Monday, April 21, 2014

Intentional bread Lenten pledge

I know that you all all one of you have been biting your fingernails alllll morning, checking in checking in checking in about how our family's Lenten season went.  I actuality, here's a quick recap since my day-to-day happenings are not likely to be fresh on anyone's minds (ever). 

*We committed to make our own daily bread throughout Lent.
*This did not include cereal (though it could have).
*This did include bread-y items like crackers.

Frankly, this was the most purposeful, introspective Lenten season that I can remember.  I'm not so much one for "giving up" things during Lent just because that's what you're supposed to do (says society in general).  However, I do believe in the tenet that this is a season of austerity and intention, which does go well with a meaningful, individualized "giving up" action, even if the act isn't actually doing without but simply a change in behavior, which is more along the course of action for our family.

Do let it be known that this was not intended to be an act of helping my family "eat better" or "be healthier" or (ugh) "diet."  No, no.  We can do that any time of the year, and every so often, we do make a small change in our life that we believe is more in keeping with how we want to be and be in communication with others, and very literally speaking, with our Earth. 

Simply put, here are some thoughts that made the most impact with me not only for myself but in observation of the other three in the house.

*I adore making bread in any guise.  What I thought in advance might be an intentional chore that would border on problematic at times was never that.  There was, every time, an awareness of the chore rather than an element of drudgery or annoyance about it.  To this end, I think we did well.
*I missed the animal crackers and the loaves of French bread that I nearly always have on hand because that goes so well with soup, which we have often--at least once a week if not more.  I appreciated this "loss" from my normal routine, however.  It almost daily reminded me to seek patience and prudence over instant gratification and surplus.
*My girls never questioned the switch about the bread.  That surprised me, actually. 
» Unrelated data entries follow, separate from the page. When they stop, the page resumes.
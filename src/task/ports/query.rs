//! Sort and pagination parameters for task listings.

use crate::task::domain::Task;
use std::cmp::Ordering;
use std::fmt;
use thiserror::Error;

/// Primary sort key for task listings.
///
/// Every order is ascending and tie-broken by ascending task identifier.
#[derive(Debug, Clone, Copy, Default, PartialEq, Eq, Hash)]
pub enum TaskOrder {
    /// Order by creation timestamp.
    #[default]
    CreatedAt,
    /// Order by title.
    Title,
}

impl TaskOrder {
    /// Returns the field name used to select this order.
    #[must_use]
    pub const fn as_str(self) -> &'static str {
        match self {
            Self::CreatedAt => "created_at",
            Self::Title => "title",
        }
    }

    /// Compares two tasks by this order, then by identifier.
    #[must_use]
    pub fn compare(self, left: &Task, right: &Task) -> Ordering {
        let primary = match self {
            Self::CreatedAt => left.created_at().cmp(&right.created_at()),
            Self::Title => left.title().cmp(right.title()),
        };
        primary.then_with(|| left.id().cmp(right.id()))
    }
}

impl TryFrom<&str> for TaskOrder {
    type Error = ParseTaskOrderError;

    fn try_from(value: &str) -> Result<Self, Self::Error> {
        match value.trim().to_ascii_lowercase().as_str() {
            "created_at" => Ok(Self::CreatedAt),
            "title" => Ok(Self::Title),
            _ => Err(ParseTaskOrderError(value.to_owned())),
        }
    }
}

impl fmt::Display for TaskOrder {
    fn fmt(&self, f: &mut fmt::Formatter<'_>) -> fmt::Result {
        f.write_str(self.as_str())
    }
}

/// Error returned for an unsupported sort field.
#[derive(Debug, Clone, Error, PartialEq, Eq)]
#[error("unsupported order field '{0}', expected created_at or title")]
pub struct ParseTaskOrderError(pub String);

/// Listing parameters applied after sorting.
///
/// A negative offset is clamped to zero. An absent limit returns every task
/// from the offset onwards; a limit of zero or less returns nothing.
#[derive(Debug, Clone, Copy, Default, PartialEq, Eq)]
pub struct ListQuery {
    offset: i64,
    limit: Option<i64>,
    order_by: TaskOrder,
}

impl ListQuery {
    /// Creates a query returning every task in creation order.
    #[must_use]
    pub fn new() -> Self {
        Self::default()
    }

    /// Sets the number of sorted tasks to skip.
    #[must_use]
    pub const fn with_offset(mut self, offset: i64) -> Self {
        self.offset = offset;
        self
    }

    /// Sets the maximum number of tasks to return.
    #[must_use]
    pub const fn with_limit(mut self, limit: i64) -> Self {
        self.limit = Some(limit);
        self
    }

    /// Sets the primary sort key.
    #[must_use]
    pub const fn with_order_by(mut self, order_by: TaskOrder) -> Self {
        self.order_by = order_by;
        self
    }

    /// Returns the offset clamped to zero.
    #[must_use]
    pub fn offset(&self) -> i64 {
        self.offset.max(0)
    }

    /// Returns the requested limit, if any.
    #[must_use]
    pub const fn limit(&self) -> Option<i64> {
        self.limit
    }

    /// Returns the primary sort key.
    #[must_use]
    pub const fn order_by(&self) -> TaskOrder {
        self.order_by
    }

    /// Reports whether the query can only produce an empty page.
    #[must_use]
    pub fn is_empty_page(&self) -> bool {
        self.limit.is_some_and(|limit| limit <= 0)
    }

    /// Sorts the tasks and applies offset and limit.
    #[must_use]
    pub fn paginate(&self, mut tasks: Vec<Task>) -> Vec<Task> {
        if self.is_empty_page() {
            return Vec::new();
        }
        let order = self.order_by;
        tasks.sort_by(|left, right| order.compare(left, right));

        let skip = usize::try_from(self.offset()).unwrap_or(usize::MAX);
        let take = self
            .limit
            .map_or(usize::MAX, |limit| usize::try_from(limit).unwrap_or(usize::MAX));
        tasks.into_iter().skip(skip).take(take).collect()
    }
}
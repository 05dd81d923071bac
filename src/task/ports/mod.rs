//! Port contracts for task tracking.
//!
//! Ports define infrastructure-agnostic interfaces used by task services.

pub mod ids;
pub mod query;
pub mod repository;

pub use ids::IdProvider;
pub use query::{ListQuery, ParseTaskOrderError, TaskOrder};
pub use repository::{TaskRepository, TaskRepositoryError, TaskRepositoryResult};

#[cfg(test)]
pub use repository::MockTaskRepository;
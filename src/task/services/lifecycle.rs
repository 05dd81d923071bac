//! Service layer for task creation, listing and status changes.

use crate::task::{
    domain::{Task, TaskDomainError, TaskErrorKind, TaskId, TaskStatus},
    ports::{IdProvider, ListQuery, TaskOrder, TaskRepository, TaskRepositoryError},
};
use mockable::Clock;
use std::sync::Arc;
use thiserror::Error;
use tracing::debug;

/// Request payload for creating a task.
#[derive(Debug, Clone, PartialEq, Eq)]
pub struct CreateTaskRequest {
    title: String,
    description: Option<String>,
}

impl CreateTaskRequest {
    /// Creates a request with the required title.
    #[must_use]
    pub fn new(title: impl Into<String>) -> Self {
        Self {
            title: title.into(),
            description: None,
        }
    }

    /// Sets the task description.
    #[must_use]
    pub fn with_description(mut self, description: impl Into<String>) -> Self {
        self.description = Some(description.into());
        self
    }
}

/// Request payload for listing one page of tasks.
#[derive(Debug, Clone, Copy, PartialEq, Eq)]
pub struct ListTasksRequest {
    page: u32,
    page_size: u32,
    order_by: TaskOrder,
}

impl ListTasksRequest {
    /// Creates a request for the given one-based page.
    #[must_use]
    pub fn new(page: u32, page_size: u32) -> Self {
        Self {
            page,
            page_size,
            order_by: TaskOrder::default(),
        }
    }

    /// Sets the primary sort key.
    #[must_use]
    pub const fn with_order_by(mut self, order_by: TaskOrder) -> Self {
        self.order_by = order_by;
        self
    }
}

impl Default for ListTasksRequest {
    fn default() -> Self {
        Self::new(1, 20)
    }
}

/// One page of tasks plus the unpaginated total.
#[derive(Debug, Clone, PartialEq, Eq)]
pub struct TaskPage {
    /// Tasks on this page, in listing order.
    pub items: Vec<Task>,
    /// Number of tasks in the whole store.
    pub total: usize,
}

impl TaskPage {
    /// Splits the page into `(items, total)`.
    #[must_use]
    pub fn into_parts(self) -> (Vec<Task>, usize) {
        (self.items, self.total)
    }
}

/// Service-level errors for task lifecycle operations.
#[derive(Debug, Error)]
pub enum TaskLifecycleError {
    /// Input validation failed.
    #[error(transparent)]
    Domain(#[from] TaskDomainError),
    /// Repository operation failed.
    #[error(transparent)]
    Repository(#[from] TaskRepositoryError),
}

impl TaskLifecycleError {
    /// Returns the coarse error classification.
    #[must_use]
    pub const fn kind(&self) -> TaskErrorKind {
        match self {
            Self::Domain(err) => err.kind(),
            Self::Repository(err) => err.kind(),
        }
    }
}

/// Result type for task lifecycle service operations.
pub type TaskLifecycleResult<T> = Result<T, TaskLifecycleError>;

/// Task lifecycle orchestration service.
///
/// Validates input, generates identifiers and timestamps, and delegates
/// persistence to the injected repository.
pub struct TaskLifecycleService<R, C, I>
where
    R: TaskRepository + ?Sized,
    C: Clock + Send + Sync,
    I: IdProvider,
{
    repository: Arc<R>,
    clock: Arc<C>,
    ids: Arc<I>,
}

impl<R, C, I> Clone for TaskLifecycleService<R, C, I>
where
    R: TaskRepository + ?Sized,
    C: Clock + Send + Sync,
    I: IdProvider,
{
    fn clone(&self) -> Self {
        Self {
            repository: Arc::clone(&self.repository),
            clock: Arc::clone(&self.clock),
            ids: Arc::clone(&self.ids),
        }
    }
}

impl<R, C, I> TaskLifecycleService<R, C, I>
where
    R: TaskRepository + ?Sized,
    C: Clock + Send + Sync,
    I: IdProvider,
{
    /// Creates a new task lifecycle service.
    #[must_use]
    pub const fn new(repository: Arc<R>, clock: Arc<C>, ids: Arc<I>) -> Self {
        Self {
            repository,
            clock,
            ids,
        }
    }

    /// Returns the injected repository.
    #[must_use]
    pub fn repository(&self) -> &R {
        &self.repository
    }

    /// Creates an open task and stores it.
    ///
    /// The title is stored exactly as given; surrounding whitespace only
    /// matters for the emptiness check.
    ///
    /// # Errors
    ///
    /// Returns [`TaskDomainError::EmptyTitle`] for a blank title, or the
    /// repository error when the task cannot be stored.
    pub async fn create_task(&self, request: CreateTaskRequest) -> TaskLifecycleResult<Task> {
        if request.title.trim().is_empty() {
            return Err(TaskDomainError::EmptyTitle.into());
        }

        let task = Task::new(
            self.ids.next_id(),
            request.title,
            request.description,
            &*self.clock,
        );
        self.repository.add(&task).await?;
        debug!(task_id = %task.id(), "created task");
        Ok(task)
    }

    /// Returns one page of tasks and the total task count.
    ///
    /// # Errors
    ///
    /// Returns [`TaskDomainError::InvalidPage`] or
    /// [`TaskDomainError::InvalidPageSize`] for values below one, or the
    /// repository error when the store cannot be read.
    pub async fn list_tasks(&self, request: ListTasksRequest) -> TaskLifecycleResult<TaskPage> {
        if request.page < 1 {
            return Err(TaskDomainError::InvalidPage(request.page).into());
        }
        if request.page_size < 1 {
            return Err(TaskDomainError::InvalidPageSize(request.page_size).into());
        }

        let page_size = i64::from(request.page_size);
        // Saturates far past any real dataset, so huge pages list nothing.
        let offset = (i64::from(request.page) - 1).saturating_mul(page_size);
        let query = ListQuery::new()
            .with_offset(offset)
            .with_limit(page_size)
            .with_order_by(request.order_by);

        let total = self.repository.count_all().await?;
        let items = self.repository.list_all(query).await?;
        Ok(TaskPage { items, total })
    }

    /// Fetches a single task.
    ///
    /// # Errors
    ///
    /// Returns [`TaskRepositoryError::NotFound`] when the task does not exist.
    pub async fn get_task(&self, id: &TaskId) -> TaskLifecycleResult<Task> {
        Ok(self.repository.get(id).await?)
    }

    /// Moves a task to [`TaskStatus::InProgress`].
    ///
    /// Idempotent: a task already in progress is returned unchanged.
    ///
    /// # Errors
    ///
    /// Returns [`TaskRepositoryError::NotFound`] when the task does not exist.
    pub async fn mark_in_progress(&self, id: &TaskId) -> TaskLifecycleResult<Task> {
        self.transition(id, TaskStatus::InProgress).await
    }

    /// Moves a task to [`TaskStatus::Closed`].
    ///
    /// Idempotent: a closed task is returned unchanged.
    ///
    /// # Errors
    ///
    /// Returns [`TaskRepositoryError::NotFound`] when the task does not exist.
    pub async fn mark_done(&self, id: &TaskId) -> TaskLifecycleResult<Task> {
        self.transition(id, TaskStatus::Closed).await
    }

    /// Deletes a task.
    ///
    /// # Errors
    ///
    /// Returns [`TaskRepositoryError::NotFound`] when the task does not exist.
    pub async fn remove_task(&self, id: &TaskId) -> TaskLifecycleResult<()> {
        self.repository.remove(id).await?;
        debug!(task_id = %id, "removed task");
        Ok(())
    }

    async fn transition(&self, id: &TaskId, target: TaskStatus) -> TaskLifecycleResult<Task> {
        let task = self.repository.get(id).await?;
        if task.status() == target {
            return Ok(task);
        }

        let updated = task.with_status(target);
        self.repository.update(&updated).await?;
        debug!(
            task_id = %id,
            from = %task.status(),
            to = %target,
            "changed task status"
        );
        Ok(updated)
    }
}
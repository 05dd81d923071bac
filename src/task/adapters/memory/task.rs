//! In-memory task repository.

use async_trait::async_trait;
use std::collections::HashMap;
use std::sync::{Arc, RwLock, RwLockReadGuard, RwLockWriteGuard};

use crate::task::{
    domain::{Task, TaskId},
    ports::{ListQuery, TaskRepository, TaskRepositoryError, TaskRepositoryResult},
};

/// Thread-safe in-memory task repository.
///
/// Data lives only as long as the process. Clones share the same state.
#[derive(Debug, Clone, Default)]
pub struct InMemoryTaskRepository {
    state: Arc<RwLock<HashMap<TaskId, Task>>>,
}

impl InMemoryTaskRepository {
    /// Creates an empty in-memory repository.
    #[must_use]
    pub fn new() -> Self {
        Self::default()
    }

    /// Creates a repository seeded with the given tasks.
    ///
    /// Seeding is not an insert: when two tasks share an identifier the
    /// later one wins.
    #[must_use]
    pub fn with_tasks(tasks: impl IntoIterator<Item = Task>) -> Self {
        let seeded = tasks
            .into_iter()
            .map(|task| (task.id().clone(), task))
            .collect();
        Self {
            state: Arc::new(RwLock::new(seeded)),
        }
    }

    fn read(&self) -> TaskRepositoryResult<RwLockReadGuard<'_, HashMap<TaskId, Task>>> {
        self.state.read().map_err(|err| {
            TaskRepositoryError::persistence(std::io::Error::other(err.to_string()))
        })
    }

    fn write(&self) -> TaskRepositoryResult<RwLockWriteGuard<'_, HashMap<TaskId, Task>>> {
        self.state.write().map_err(|err| {
            TaskRepositoryError::persistence(std::io::Error::other(err.to_string()))
        })
    }
}

#[async_trait]
impl TaskRepository for InMemoryTaskRepository {
    async fn add(&self, task: &Task) -> TaskRepositoryResult<()> {
        let mut state = self.write()?;
        if state.contains_key(task.id()) {
            return Err(TaskRepositoryError::AlreadyExists(task.id().clone()));
        }
        state.insert(task.id().clone(), task.clone());
        Ok(())
    }

    async fn get(&self, id: &TaskId) -> TaskRepositoryResult<Task> {
        let state = self.read()?;
        state
            .get(id)
            .cloned()
            .ok_or_else(|| TaskRepositoryError::NotFound(id.clone()))
    }

    async fn update(&self, task: &Task) -> TaskRepositoryResult<()> {
        let mut state = self.write()?;
        let stored = state
            .get_mut(task.id())
            .ok_or_else(|| TaskRepositoryError::NotFound(task.id().clone()))?;
        *stored = task.clone();
        Ok(())
    }

    async fn remove(&self, id: &TaskId) -> TaskRepositoryResult<()> {
        let mut state = self.write()?;
        state
            .remove(id)
            .map(|_| ())
            .ok_or_else(|| TaskRepositoryError::NotFound(id.clone()))
    }

    async fn list_all(&self, query: ListQuery) -> TaskRepositoryResult<Vec<Task>> {
        let snapshot: Vec<Task> = self.read()?.values().cloned().collect();
        Ok(query.paginate(snapshot))
    }

    async fn count_all(&self) -> TaskRepositoryResult<usize> {
        Ok(self.read()?.len())
    }

    async fn exists(&self, id: &TaskId) -> TaskRepositoryResult<bool> {
        Ok(self.read()?.contains_key(id))
    }
}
Overall, I'm happy to report that our Lenten act was successful insofar as it achieved what we hoped it would.  Perhaps it's fitting that I made a rich, creamy batch of lemon kolaches as part of our family's Easter celebration yesterday.  Our oldest has alternately referred to them as "those round, yellow things" and "kolachos," and they were a sweet bit of bread to enjoy. 

As a last thought, I'll leave you with a happy visual.  Leo, our diabetic furball, is currently chasing his tail on our bed behind me.  He's turned into Mr. Frisky these last few weeks now that his blood sugar is back in line where it should be.  His time may be coming soon, but every day now, he is sharing with us a renewed joy and moments of unadulterated pleasure.  I'm a softie for the animals, I know, but the happiness in his eyes is so, so worth it.   

1 comment:

Crystal said...

How did you know I was at the edge of my seat waiting to hear of your Lenten time? :) I enjoy making bread. I really like this idea; kudos to you for sticking to it!